International C2 Journal
- Discipline: Command and control
- Language: English
- Edited by: David S. Alberts

Publication details
- History: 2006–2011
- Publisher: International C2 Institute, Command and Control Research Program, U.S. Office of the Assistant Secretary of Defense for Networks and Information Integration (United States)

Standard abbreviations
- ISO 4: Int. C2 J.

Indexing
- ISSN: 1938-6044
- OCLC no.: 137290307

Links
- Journal homepage;

= Command and Control Research Program =

Program of United States Departement of Defense

The Command and Control Research Program (CCRP) was an active DoD Research Program from 1994 to 2015. It was housed within the Office of the Assistant Secretary of Defense (NII) and it focused upon (1) improving both the state of the art and the state of the practice of command and control (C2) and
(2) enhancing DoD's understanding of the national security implications of the Information Age. It provides "Out of the Box" thinking and explores ways to help DoD take full advantage of Information Age opportunities. The CCRP served as a bridge between the operational and technical communities and enhanced the body of knowledge and research infrastructure needed for future progress.

Dr. David S. Alberts, served as both the Director of Research for OASD(C3I), OASD(NII) / DoD CIO and the Director, DoD CCRP throughout the program's existence

In 2015, a non-profit entity, the International Command and Control Institute IC2I) assumed responsibility for the annual International Command and Control Research and Technology Symposium as well as the task of maintaining on-line access to the body of literature created by the CCRP. The IC2I website can be found at: www.internationalc2institute.org

==Purpose==
The CCRP pursued a broad program of research and analysis in command and control (C2) theory, doctrine, applications, systems, the implications of emerging technology, and C2 experimentation. It also developed new concepts for C2 in joint, combined, and coalition operations in the context of both traditional and non-traditional missions (OOTW). Additionally, the CCRP supported professional military education in the areas of C2, Information Superiority, network-centric operations, and related technologies. To complement its own program of research, the CCRP provided a clearinghouse and archive for other C2 research, published books and monographs, and sponsored workshops and symposia.

The CCRP program served to bridge among the operational, technical, analytical, and educational communities. It focused on emerging requirements and mission areas where new concepts were needed. Combined and coalition operations constituted one of these areas. The evolution of Mission Capability Packages (MCPs) was the CCRP's approach to transforming new and promising concepts into real operational capabilities through the judicious blending of new C2 technologies and the essential elements of all related capabilities needed to field C2 mission capabilities.

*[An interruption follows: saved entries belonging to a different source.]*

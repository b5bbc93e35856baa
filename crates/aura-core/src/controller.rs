//! Session controller — owns the console state and runs every operation
//! that mutates it.
//!
//! Single-threaded: state lives in a `RefCell` that is only borrowed
//! between suspension points, so readers can take a snapshot while a
//! turn is paused on the clock or the network. At most one mutating
//! operation (turn, upload, reset) runs at a time; others are rejected
//! with [`ConsoleError::TurnInFlight`].

use std::cell::{Ref, RefCell};
use std::rc::Rc;

use aura_types::{
    ConsoleError, Result,
    config::ClientConfig,
    dataset::{DatasetContext, DatasetUpload},
    event::ConsoleEvent,
    message::{ArtifactState, Message, Sender},
    session::Session,
};
use crate::event_bus::EventBus;
use crate::ports::*;
use crate::reveal::{StagedReveal, ORCHESTRATOR_LABEL};
use crate::state::ConsoleState;

/// What a completed turn revealed
#[derive(Debug, Clone, PartialEq)]
pub struct TurnSummary {
    pub request_id: Option<String>,
    pub plan_message_id: String,
    pub agents_succeeded: usize,
    pub agents_failed: usize,
}

pub struct SessionController {
    config: ClientConfig,
    gateway: Rc<dyn GatewayPort>,
    clock: Rc<dyn ClockPort>,
    event_bus: EventBus,
    state: RefCell<ConsoleState>,
}

/// Clears `busy` when the operation ends, on every exit path.
struct BusyGuard<'a> {
    state: &'a RefCell<ConsoleState>,
}

impl Drop for BusyGuard<'_> {
    fn drop(&mut self) {
        self.state.borrow_mut().busy = false;
    }
}

impl SessionController {
    pub fn new(
        config: ClientConfig,
        gateway: Rc<dyn GatewayPort>,
        clock: Rc<dyn ClockPort>,
        event_bus: EventBus,
    ) -> Self {
        Self {
            config,
            gateway,
            clock,
            event_bus,
            state: RefCell::new(ConsoleState::new()),
        }
    }

    pub fn config(&self) -> &ClientConfig {
        &self.config
    }

    pub fn event_bus(&self) -> &EventBus {
        &self.event_bus
    }

    /// Borrow the live state. Do not hold across an await.
    pub fn state(&self) -> Ref<'_, ConsoleState> {
        self.state.borrow()
    }

    pub fn snapshot(&self) -> ConsoleState {
        self.state.borrow().clone()
    }

    pub fn is_busy(&self) -> bool {
        self.state.borrow().busy
    }

    fn dispatch(&self, event: ConsoleEvent) {
        self.state.borrow_mut().apply(&event);
        self.event_bus.emit(event);
    }

    fn begin(&self) -> Result<BusyGuard<'_>> {
        let mut state = self.state.borrow_mut();
        if state.busy {
            log::warn!("Rejecting operation: another one is in flight");
            return Err(ConsoleError::TurnInFlight);
        }
        state.busy = true;
        Ok(BusyGuard { state: &self.state })
    }

    // ─── Session ─────────────────────────────────────────────

    /// Return the current session identity, requesting one first if none
    /// exists. An unreachable gateway is not an error: a local identity is
    /// used and the state is marked degraded. Fails only with
    /// [`ConsoleError::TurnInFlight`] when no session exists yet and another
    /// operation is already creating one.
    pub async fn initialize_session(&self) -> Result<Session> {
        let existing = self.state.borrow().session.clone();
        if let Some(session) = existing {
            return Ok(session);
        }
        let _guard = self.begin()?;
        Ok(self.open_session().await)
    }

    async fn open_session(&self) -> Session {
        let user_id = self.config.user_id.clone();
        let (session, degraded) = match self.gateway.create_session(&user_id).await {
            Ok(SessionGrant { session_id: Some(id) }) if !id.is_empty() => {
                log::info!("Session started: {}", id);
                (Session::new(id, user_id), false)
            }
            Ok(_) => {
                let session = Session::local(user_id);
                log::info!("Gateway returned no session id, using {}", session.session_id);
                (session, false)
            }
            Err(e) => {
                let session = Session::local(user_id);
                log::warn!(
                    "Session init failed ({}), continuing offline as {}",
                    e,
                    session.session_id
                );
                (session, true)
            }
        };
        self.dispatch(ConsoleEvent::SessionReady {
            session: session.clone(),
            degraded,
        });
        session
    }

    async fn ensure_session(&self) -> Session {
        let existing = self.state.borrow().session.clone();
        match existing {
            Some(session) => session,
            None => self.open_session().await,
        }
    }

    /// Clear timeline, dataset, plan and statuses. The session identity stays.
    pub fn reset_session(&self) -> Result<()> {
        let _guard = self.begin()?;
        self.dispatch(ConsoleEvent::SessionReset);
        log::info!("Session state reset");
        Ok(())
    }

    // ─── Dataset ─────────────────────────────────────────────

    /// Upload a dataset and make it the active context for later queries.
    /// A failure leaves the current dataset in place and is shown in the
    /// timeline as a failed artifact.
    pub async fn upload_dataset(&self, upload: DatasetUpload) -> Result<DatasetContext> {
        let _guard = self.begin()?;
        let filename = upload.filename.clone();

        let result = match upload.validate(&self.config.upload) {
            Ok(()) => self.gateway.upload_dataset(upload).await,
            Err(e) => Err(e),
        };

        match result {
            Ok(dataset) => {
                log::info!(
                    "Dataset {} loaded: {} rows x {} columns",
                    dataset.dataset_id,
                    dataset.row_count(),
                    dataset.column_count()
                );
                let summary = dataset.summary();
                self.dispatch(ConsoleEvent::DatasetLoaded {
                    dataset: dataset.clone(),
                });
                self.dispatch(ConsoleEvent::MessageAppended {
                    message: Message::system(summary),
                });
                Ok(dataset)
            }
            Err(e) => {
                log::warn!("Upload of {} failed: {}", filename, e);
                self.dispatch(ConsoleEvent::UploadFailed {
                    filename: filename.clone(),
                    error: e.to_string(),
                });
                self.dispatch(ConsoleEvent::MessageAppended {
                    message: Message::artifact(
                        Sender::System,
                        format!("Could not load '{}'", filename),
                        ArtifactState::failure(format!("Upload failed: {}", filename), e.to_string()),
                    ),
                });
                Err(e)
            }
        }
    }

    // ─── Turn ────────────────────────────────────────────────

    /// Run one turn: a single query, then the staged reveal of its result.
    ///
    /// A failed query leaves one error message in the timeline and does not
    /// touch the previous turn's plan or statuses.
    pub async fn send_message(&self, text: &str) -> Result<TurnSummary> {
        let text = text.trim();
        if text.is_empty() {
            return Err(ConsoleError::Other("Message is empty".to_string()));
        }
        let _guard = self.begin()?;
        let session = self.ensure_session().await;

        self.dispatch(ConsoleEvent::MessageAppended {
            message: Message::user(text),
        });
        self.dispatch(ConsoleEvent::TurnStarted {
            label: ORCHESTRATOR_LABEL.to_string(),
        });

        let req = QueryRequest {
            text: text.to_string(),
            session_id: session.session_id,
            user_id: session.user_id,
            dataset_id: self.state.borrow().dataset_id().map(String::from),
        };
        log::info!(
            "Query dispatched (session {}, dataset {:?})",
            req.session_id,
            req.dataset_id
        );

        let response = match self.gateway.send_query(req).await.and_then(accepted) {
            Ok(r) => r,
            Err(e) => {
                log::error!("Query failed: {}", e);
                self.dispatch(ConsoleEvent::TurnFailed {
                    error: e.to_string(),
                });
                self.dispatch(ConsoleEvent::MessageAppended {
                    message: Message::assistant(format!("Error: {}", e)),
                });
                return Err(e);
            }
        };

        let agents_succeeded = response.agent_responses.iter().filter(|r| r.success).count();
        let agents_failed = response.agent_responses.len() - agents_succeeded;
        log::info!(
            "Plan received: {} agent(s), {} result(s)",
            response.plan.agents.len(),
            response.agent_responses.len()
        );

        let request_id = response.request_id.clone();
        let reveal = StagedReveal::new(response);
        let plan_message_id = reveal.plan_message_id().to_string();

        for step in reveal {
            if let Some(pace) = step.wait {
                self.clock.sleep(pace.duration_ms(&self.config.pacing)).await;
            }
            for event in step.events {
                if let ConsoleEvent::StepLabel { label } = &event {
                    log::debug!("{}", label);
                }
                self.dispatch(event);
            }
        }

        Ok(TurnSummary {
            request_id,
            plan_message_id,
            agents_succeeded,
            agents_failed,
        })
    }

    // ─── Pass-through ────────────────────────────────────────

    /// Confirm a pending order. Does not touch console state.
    pub async fn approve_order(&self, order_id: &str) -> Result<bool> {
        let session = self.initialize_session().await?;
        let approved = self
            .gateway
            .approve_order(order_id, &session.session_id)
            .await?;
        log::info!("Order {} approval: {}", order_id, approved);
        Ok(approved)
    }

    pub async fn check_health(&self) -> Result<HealthStatus> {
        self.gateway.check_health().await
    }
}

/// A `success = false` body is a failed turn.
fn accepted(response: QueryResponse) -> Result<QueryResponse> {
    if response.success {
        Ok(response)
    } else {
        Err(ConsoleError::Gateway(
            response
                .error
                .unwrap_or_else(|| "orchestrator reported failure".to_string()),
        ))
    }
}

== Conferences and Events ==

The CCRP sponsored a number of events each year. These symposia, workshops, and special meetings brought together the brightest and most innovative minds of the military, government, industry, and academia to share ideas, explore new concepts, and understand the implications of emerging technologies. They were designed to encourage the coalescence of a knowledgeable and energized command, control, and transformation community that would be better able to meet the national security challenges of the 21st century. The challenges that were of interest to the DoD CCRP included not only those associated with warfighting but also the challenges of stabilization, homeland defense, peacekeeping, and the full range of disaster relief and humanitarian missions.

The largest CCRP events were the (International) Command and Control Research and Technology Symposia or (I)CCRTS. These events were held in North America, Europe, Australia, and Asia.

At each event, the attendees presented hundreds of technical papers on diverse subjects related to command and control. Recurring subjects included Experimentation, Modeling and Simulation, Cognitive and Social Domain issues, Architectures, Metrics, Information Operations, New Technologies, Networks and Networking, Lessons Learned, Coalition Interoperability, and the Future of C2.

== FACT ==

The CCRP also sponsored the Focus, Agility, and Convergence Team (FACT). FACT was a forum for bringing practitioners, theorists, and analysts together to explore and develop new approaches to achieving the agility, focus and convergence needed to successfully prepare for and participate in complex endeavors across the spectrum of crisis to conflict.

== International C2 Journal ==

The International C2 Journal was an internationally directed and peer reviewed publication that presented articles written by authors from all over the world in many diverse fields of Command and Control such as systems, human factors, experimentation, and operations. The journal featured special issues addressing a single topic or theme. The journal was headed by David S. Alberts, serving as chairman of the editorial board.